To move, these robot chains spin in conjunction and in proportion to a rotating external magnetic field. The faster the field rotates, the faster the robots spin, and the faster they move. Researchers also found that they can divide the robots into shorter segments using this dynamic propulsion system.
"To disassemble the microswimmer, we simply increased the rotation frequency," said Cheang. "For a 7-bead microswimmer, we showed that by upping the frequency 10 to 15 cycles the hydrodynamic stress on the swimmer physically deformed it by creating a twisting effect, which leads to disassembly into a 3-bead and 4-bead swimmer."
Once the robot is de-coupled into smaller bots, the magnetic field can be adjusted to make the individual, smaller robots move in different directions. To reconnect them, the field can again be manipulated to reunite them magnetically. Cheang and colleagues have discovered the optimal rotation rates and angle of approach with which to do this.
A key finding from this study is that longer chains swim faster than shorter ones, which Cheng et al. proved by starting out with a 3-bead swimmer and gradually assembling longer and longer swimmers. The longest chain, 13 beads long, reaches a speed of 17.85 microns/second.

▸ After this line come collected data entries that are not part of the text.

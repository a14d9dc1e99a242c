// SPDX-License-Identifier: GPL-3.0-only

//! Frame types shared between frame sources and the frame processor

use crate::errors::FrameError;
use image::RgbImage;
use std::sync::Arc;
use std::sync::atomic::{AtomicBool, Ordering};
use tracing::trace;

/// Sensor rotation in degrees (clockwise)
///
/// Carried from the frame source to the decoder untouched; the channel
/// separator never rotates pixels itself.
#[derive(Debug, Clone, Copy, PartialEq, Eq, Default)]
pub enum SensorRotation {
    /// No rotation (sensor is oriented correctly)
    #[default]
    None,
    /// 90 degrees clockwise
    Rotate90,
    /// 180 degrees (upside down)
    Rotate180,
    /// 270 degrees clockwise (90 degrees counter-clockwise)
    Rotate270,
}

impl SensorRotation {
    /// Rotation from a degree value such as a `--rotation` argument
    ///
    /// Normalised to 0-360; values that are not a multiple of 90 collapse
    /// to `None`.
    pub fn from_degrees_int(degrees: i32) -> Self {
        match degrees.rem_euclid(360) {
            90 => SensorRotation::Rotate90,
            180 => SensorRotation::Rotate180,
            270 => SensorRotation::Rotate270,
            _ => SensorRotation::None,
        }
    }

    /// Get the rotation in degrees
    pub fn degrees(&self) -> u32 {
        match self {
            SensorRotation::None => 0,
            SensorRotation::Rotate90 => 90,
            SensorRotation::Rotate180 => 180,
            SensorRotation::Rotate270 => 270,
        }
    }
}

impl std::fmt::Display for SensorRotation {
    fn fmt(&self, f: &mut std::fmt::Formatter<'_>) -> std::fmt::Result {
        write!(f, "{}°", self.degrees())
    }
}

/// Packed pixel layouts a frame may carry
///
/// Only packed RGB-family layouts are accepted. YUV and Bayer conversion is
/// the frame source's job.
#[derive(Debug, Clone, Copy, PartialEq, Eq, Hash, Default)]
pub enum PixelFormat {
    /// RGBA - 32-bit with alpha (4 bytes per pixel)
    #[default]
    RGBA,
    /// BGRA - 32-bit with alpha (B G R A byte order)
    BGRA,
    /// RGB24 - 24-bit RGB (3 bytes per pixel, no alpha)
    RGB24,
}

impl PixelFormat {
    /// Bytes occupied by one pixel
    pub fn bytes_per_pixel(&self) -> usize {
        match self {
            Self::RGBA | Self::BGRA => 4,
            Self::RGB24 => 3,
        }
    }

    /// Split one packed pixel into `[r, g, b]`
    #[inline]
    pub fn rgb(&self, px: &[u8]) -> [u8; 3] {
        match self {
            Self::RGBA | Self::RGB24 => [px[0], px[1], px[2]],
            Self::BGRA => [px[2], px[1], px[0]],
        }
    }
}

/// A single color frame
///
/// Pixel data is reference counted so a pass can hold the frame across
/// await points without copying.
#[derive(Debug, Clone)]
pub struct CameraFrame {
    pub width: u32,
    pub height: u32,
    /// Packed pixel data, `stride * height` bytes at least
    pub data: Arc<[u8]>,
    /// Pixel format of the data
    pub format: PixelFormat,
    /// Row stride in bytes (may include padding)
    pub stride: u32,
    /// Orientation metadata forwarded to the decoder
    pub rotation: SensorRotation,
}

impl CameraFrame {
    /// Build a frame, validating stride and buffer length
    pub fn new(
        width: u32,
        height: u32,
        stride: u32,
        format: PixelFormat,
        data: impl Into<Arc<[u8]>>,
    ) -> Result<Self, FrameError> {
        let data = data.into();
        let min_stride = width * format.bytes_per_pixel() as u32;
        if stride < min_stride {
            return Err(FrameError::InvalidStride {
                stride,
                min: min_stride,
            });
        }

        let expected = stride as usize * height as usize;
        if data.len() < expected {
            return Err(FrameError::BufferTooShort {
                expected,
                actual: data.len(),
            });
        }

        Ok(Self {
            width,
            height,
            data,
            format,
            stride,
            rotation: SensorRotation::None,
        })
    }

    /// Build a tightly packed RGBA frame
    pub fn from_rgba(width: u32, height: u32, data: Vec<u8>) -> Result<Self, FrameError> {
        Self::new(width, height, width * 4, PixelFormat::RGBA, data)
    }

    /// Attach rotation metadata
    pub fn with_rotation(mut self, rotation: SensorRotation) -> Self {
        self.rotation = rotation;
        self
    }

    /// Color of the pixel at column `x`, row `y`
    ///
    /// Callers stay within `width`/`height`; the constructor guarantees the
    /// buffer covers that area.
    #[inline]
    pub fn rgb_at(&self, x: u32, y: u32) -> [u8; 3] {
        let bpp = self.format.bytes_per_pixel();
        let offset = y as usize * self.stride as usize + x as usize * bpp;
        self.format.rgb(&self.data[offset..offset + bpp])
    }

    /// Copy the frame into a packed RGB image, dropping stride padding and alpha
    pub fn to_rgb_image(&self) -> RgbImage {
        RgbImage::from_fn(self.width, self.height, |x, y| {
            image::Rgb(self.rgb_at(x, y))
        })
    }
}

type ReleaseHook = Box<dyn Fn(&CameraFrame) + Send + Sync>;

/// A frame on loan from its source
///
/// The source gets its frame back through the release hook exactly once,
/// however many tasks race to call [`FrameLease::release`]. Dropping an
/// unreleased lease releases it.
pub struct FrameLease {
    frame: Arc<CameraFrame>,
    released: AtomicBool,
    on_release: ReleaseHook,
}

impl FrameLease {
    /// Lease a frame, calling `on_release` when the core is done with it
    pub fn new(
        frame: impl Into<Arc<CameraFrame>>,
        on_release: impl Fn(&CameraFrame) + Send + Sync + 'static,
    ) -> Self {
        Self {
            frame: frame.into(),
            released: AtomicBool::new(false),
            on_release: Box::new(on_release),
        }
    }

    /// Lease a frame nobody needs back
    pub fn detached(frame: impl Into<Arc<CameraFrame>>) -> Self {
        Self::new(frame, |_| {})
    }

    /// The leased frame
    pub fn frame(&self) -> &Arc<CameraFrame> {
        &self.frame
    }

    /// Hand the frame back to its source
    ///
    /// Returns `true` only for the call that actually released it.
    pub fn release(&self) -> bool {
        if self.released.swap(true, Ordering::AcqRel) {
            return false;
        }
        trace!(
            width = self.frame.width,
            height = self.frame.height,
            "Releasing frame"
        );
        (self.on_release)(&self.frame);
        true
    }

    /// Whether the frame has been handed back
    pub fn is_released(&self) -> bool {
        self.released.load(Ordering::Acquire)
    }
}

impl Drop for FrameLease {
    fn drop(&mut self) {
        self.release();
    }
}

impl std::fmt::Debug for FrameLease {
    fn fmt(&self, f: &mut std::fmt::Formatter<'_>) -> std::fmt::Result {
        f.debug_struct("FrameLease")
            .field("width", &self.frame.width)
            .field("height", &self.frame.height)
            .field("released", &self.is_released())
            .finish()
    }
}

#[cfg(test)]
mod tests {
    use super::*;
    use std::sync::atomic::AtomicUsize;

    #[test]
    fn test_rgb_at_respects_stride() {
        // 2x2 RGBA frame with 2 bytes of row padding
        let data: Vec<u8> = vec![
            255, 0, 0, 255, // Red pixel
            0, 255, 0, 255, // Green pixel
            0, 0,           // stride padding
            0, 0, 255, 255, // Blue pixel
            255, 255, 255, 255, // White pixel
            0, 0,           // stride padding
        ];

        let frame = CameraFrame::new(2, 2, 10, PixelFormat::RGBA, data).unwrap();
        assert_eq!(frame.rgb_at(0, 0), [255, 0, 0]);
        assert_eq!(frame.rgb_at(1, 0), [0, 255, 0]);
        assert_eq!(frame.rgb_at(0, 1), [0, 0, 255]);
        assert_eq!(frame.rgb_at(1, 1), [255, 255, 255]);
    }

    #[test]
    fn test_bgra_is_swizzled() {
        let frame = CameraFrame::new(1, 1, 4, PixelFormat::BGRA, vec![10, 20, 30, 255]).unwrap();
        assert_eq!(frame.rgb_at(0, 0), [30, 20, 10]);
    }

    #[test]
    fn test_rejects_short_buffer() {
        let err = CameraFrame::new(2, 2, 6, PixelFormat::RGB24, vec![0u8; 11]).unwrap_err();
        assert_eq!(
            err,
            FrameError::BufferTooShort {
                expected: 12,
                actual: 11
            }
        );
    }

    #[test]
    fn test_rejects_narrow_stride() {
        let err = CameraFrame::new(4, 1, 8, PixelFormat::RGBA, vec![0u8; 16]).unwrap_err();
        assert_eq!(err, FrameError::InvalidStride { stride: 8, min: 16 });
    }

    #[test]
    fn test_rotation_from_degrees() {
        assert_eq!(SensorRotation::from_degrees_int(-90), SensorRotation::Rotate270);
        assert_eq!(SensorRotation::from_degrees_int(450), SensorRotation::Rotate90);
        assert_eq!(SensorRotation::from_degrees_int(45), SensorRotation::None);
        assert_eq!(SensorRotation::from_degrees_int(270).degrees(), 270);
    }

    #[test]
    fn test_lease_releases_once() {
        let count = Arc::new(AtomicUsize::new(0));
        let counter = Arc::clone(&count);
        let frame = CameraFrame::from_rgba(1, 1, vec![0, 0, 0, 255]).unwrap();
        let lease = FrameLease::new(frame, move |_| {
            counter.fetch_add(1, Ordering::SeqCst);
        });

        assert!(lease.release());
        assert!(!lease.release());
        drop(lease);
        assert_eq!(count.load(Ordering::SeqCst), 1);
    }

    #[test]
    fn test_dropped_lease_is_released() {
        let count = Arc::new(AtomicUsize::new(0));
        let counter = Arc::clone(&count);
        let frame = CameraFrame::from_rgba(1, 1, vec![0, 0, 0, 255]).unwrap();
        drop(FrameLease::new(frame, move |_| {
            counter.fetch_add(1, Ordering::SeqCst);
        }));
        assert_eq!(count.load(Ordering::SeqCst), 1);
    }
}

Drexel University researchers are working in tandem with researchers from 10 institutions around the world to develop this technology to perform minimally invasive vascular surgery.
"For applications of drug delivery and minimally invasive surgery, future work remains to demonstrate the different assembled configurations can achieve navigation through various in vivo environments, and can be constructed to accomplish different tasks during operative procedures," the authors write. "But we believe that the mechanistic insight into the assembly process we discussed in this research will greatly aid future efforts at developing configurations capable of achieving these crucial abilities."